Information shown:
--*--
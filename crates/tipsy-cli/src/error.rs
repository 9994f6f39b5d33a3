use std::io;

use thiserror::Error;

#[derive(Debug, Error)]
pub enum CliError {
    #[error(transparent)]
    Core(#[from] tipsy_core::Error),
    #[error(transparent)]
    Io(#[from] io::Error),
    #[error(transparent)]
    Serialization(#[from] serde_json::Error),
    #[error("Entry ID cannot be empty")]
    EmptyEntryId,
    #[error("Entry not found for id/prefix: {0}")]
    EntryNotFound(String),
    #[error("{0}")]
    AmbiguousEntryId(String),
    #[error(
        "Cloud backup is not configured. Set TIPSY_SUPABASE_URL, TIPSY_SUPABASE_ANON_KEY, TIPSY_LOGIN_ENDPOINT and the R2_* variables."
    )]
    CloudNotConfigured,
}

impl CliError {
    /// The user backed out; not worth a failing exit code.
    pub const fn is_soft_cancellation(&self) -> bool {
        match self {
            Self::Core(error) => error.is_soft_cancellation(),
            _ => false,
        }
    }
}
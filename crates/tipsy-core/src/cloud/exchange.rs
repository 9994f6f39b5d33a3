//! HTTP client for the trusted login function.

use async_trait::async_trait;
use reqwest::StatusCode;
use serde::{Deserialize, Serialize};

use crate::util::{compact_text, is_http_url, normalize_text_option};
use crate::{Error, Result};

use super::{Authorization, IdentityExchange};

/// Posts an authorization to the login endpoint and reads back the openid.
#[derive(Clone, Debug)]
pub struct HttpIdentityExchange {
    endpoint: String,
    client: reqwest::Client,
}

impl HttpIdentityExchange {
    pub fn new(endpoint: impl Into<String>) -> Result<Self> {
        let endpoint = normalize_endpoint(endpoint.into())?;
        Ok(Self {
            endpoint,
            client: reqwest::Client::builder().build()?,
        })
    }
}

#[derive(Debug, Serialize)]
struct LoginRequest<'a> {
    code: Option<&'a str>,
    nickname: &'a str,
}

#[derive(Debug, Deserialize)]
struct LoginResponse {
    #[serde(default)]
    success: Option<bool>,
    openid: Option<String>,
    #[serde(default)]
    unionid: Option<String>,
    #[serde(default)]
    message: Option<String>,
}

impl LoginResponse {
    fn into_openid(self) -> Result<String> {
        if self.success == Some(false) {
            return Err(Error::IdentityExchange(
                self.message
                    .unwrap_or_else(|| "login function reported failure".to_string()),
            ));
        }
        if let Some(unionid) = &self.unionid {
            tracing::debug!("Login function returned unionid {unionid}");
        }
        normalize_text_option(self.openid).ok_or_else(|| {
            Error::IdentityExchange("response did not include openid".to_string())
        })
    }
}

#[async_trait]
impl IdentityExchange for HttpIdentityExchange {
    async fn exchange_for_identity(&self, authorization: &Authorization) -> Result<String> {
        let response = self
            .client
            .post(&self.endpoint)
            .header("Accept", "application/json")
            .json(&LoginRequest {
                code: authorization.code.as_deref(),
                nickname: &authorization.nickname,
            })
            .send()
            .await
            .map_err(|error| Error::IdentityExchange(format!("login request failed: {error}")))?;

        if !response.status().is_success() {
            let status = response.status();
            let body = response.text().await.unwrap_or_default();
            return Err(Error::IdentityExchange(parse_api_error(status, &body)));
        }

        let payload = response
            .json::<LoginResponse>()
            .await
            .map_err(|error| Error::IdentityExchange(format!("invalid login payload: {error}")))?;
        payload.into_openid()
    }
}

fn parse_api_error(status: StatusCode, body: &str) -> String {
    let trimmed = compact_text(body);
    if trimmed.is_empty() {
        format!("HTTP {}", status.as_u16())
    } else {
        format!("{} ({})", trimmed, status.as_u16())
    }
}

fn normalize_endpoint(raw: String) -> Result<String> {
    let endpoint = normalize_text_option(Some(raw)).ok_or_else(|| {
        Error::InvalidConfig("login endpoint must not be empty".to_string())
    })?;
    if is_http_url(&endpoint) {
        Ok(endpoint.trim_end_matches('/').to_string())
    } else {
        Err(Error::InvalidConfig(
            "login endpoint must include http:// or https://".to_string(),
        ))
    }
}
--*--
Work item: Each of the records is to be written out again without alteration.

Answer to the exercise:
filename crates/tipsy-cli/src/error.rs
repository 9994f6f39b5d33a3
use std::io;

use thiserror::Error;

#[derive(Debug, Error)]
pub enum CliError {
    #[error(transparent)]
    Core(#[from] tipsy_core::Error),
    #[error(transparent)]
    Io(#[from] io::Error),
    #[error(transparent)]
    Serialization(#[from] serde_json::Error),
    #[error("Entry ID cannot be empty")]
    EmptyEntryId,
    #[error("Entry not found for id/prefix: {0}")]
    EntryNotFound(String),
    #[error("{0}")]
    AmbiguousEntryId(String),
    #[error(
        "Cloud backup is not configured. Set TIPSY_SUPABASE_URL, TIPSY_SUPABASE_ANON_KEY, TIPSY_LOGIN_ENDPOINT and the R2_* variables."
    )]
    CloudNotConfigured,
}

impl CliError {
    /// The user backed out; not worth a failing exit code.
    pub const fn is_soft_cancellation(&self) -> bool {
        match self {
            Self::Core(error) => error.is_soft_cancellation(),
            _ => false,
        }
    }
}
filename crates/tipsy-core/src/cloud/exchange.rs
repository 9994f6f39b5d33a3
//! HTTP client for the trusted login function.

use async_trait::async_trait;
use reqwest::StatusCode;
use serde::{Deserialize, Serialize};

use crate::util::{compact_text, is_http_url, normalize_text_option};
use crate::{Error, Result};

use super::{Authorization, IdentityExchange};

/// Posts an authorization to the login endpoint and reads back the openid.
#[derive(Clone, Debug)]
pub struct HttpIdentityExchange {
    endpoint: String,
    client: reqwest::Client,
}

impl HttpIdentityExchange {
    pub fn new(endpoint: impl Into<String>) -> Result<Self> {
        let endpoint = normalize_endpoint(endpoint.into())?;
        Ok(Self {
            endpoint,
            client: reqwest::Client::builder().build()?,
        })
    }
}

#[derive(Debug, Serialize)]
struct LoginRequest<'a> {
    code: Option<&'a str>,
    nickname: &'a str,
}

#[derive(Debug, Deserialize)]
struct LoginResponse {
    #[serde(default)]
    success: Option<bool>,
    openid: Option<String>,
    #[serde(default)]
    unionid: Option<String>,
    #[serde(default)]
    message: Option<String>,
}

impl LoginResponse {
    fn into_openid(self) -> Result<String> {
        if self.success == Some(false) {
            return Err(Error::IdentityExchange(
                self.message
                    .unwrap_or_else(|| "login function reported failure".to_string()),
            ));
        }
        if let Some(unionid) = &self.unionid {
            tracing::debug!("Login function returned unionid {unionid}");
        }
        normalize_text_option(self.openid).ok_or_else(|| {
            Error::IdentityExchange("response did not include openid".to_string())
        })
    }
}

#[async_trait]
impl IdentityExchange for HttpIdentityExchange {
    async fn exchange_for_identity(&self, authorization: &Authorization) -> Result<String> {
        let response = self
            .client
            .post(&self.endpoint)
            .header("Accept", "application/json")
            .json(&LoginRequest {
                code: authorization.code.as_deref(),
                nickname: &authorization.nickname,
            })
            .send()
            .await
            .map_err(|error| Error::IdentityExchange(format!("login request failed: {error}")))?;

        if !response.status().is_success() {
            let status = response.status();
            let body = response.text().await.unwrap_or_default();
            return Err(Error::IdentityExchange(parse_api_error(status, &body)));
        }

        let payload = response
            .json::<LoginResponse>()
            .await
            .map_err(|error| Error::IdentityExchange(format!("invalid login payload: {error}")))?;
        payload.into_openid()
    }
}

fn parse_api_error(status: StatusCode, body: &str) -> String {
    let trimmed = compact_text(body);
    if trimmed.is_empty() {
        format!("HTTP {}", status.as_u16())
    } else {
        format!("{} ({})", trimmed, status.as_u16())
    }
}

fn normalize_endpoint(raw: String) -> Result<String> {
    let endpoint = normalize_text_option(Some(raw)).ok_or_else(|| {
        Error::InvalidConfig("login endpoint must not be empty".to_string())
    })?;
    if is_http_url(&endpoint) {
        Ok(endpoint.trim_end_matches('/').to_string())
    } else {
        Err(Error::InvalidConfig(
            "login endpoint must include http:// or https://".to_string(),
        ))
    }
}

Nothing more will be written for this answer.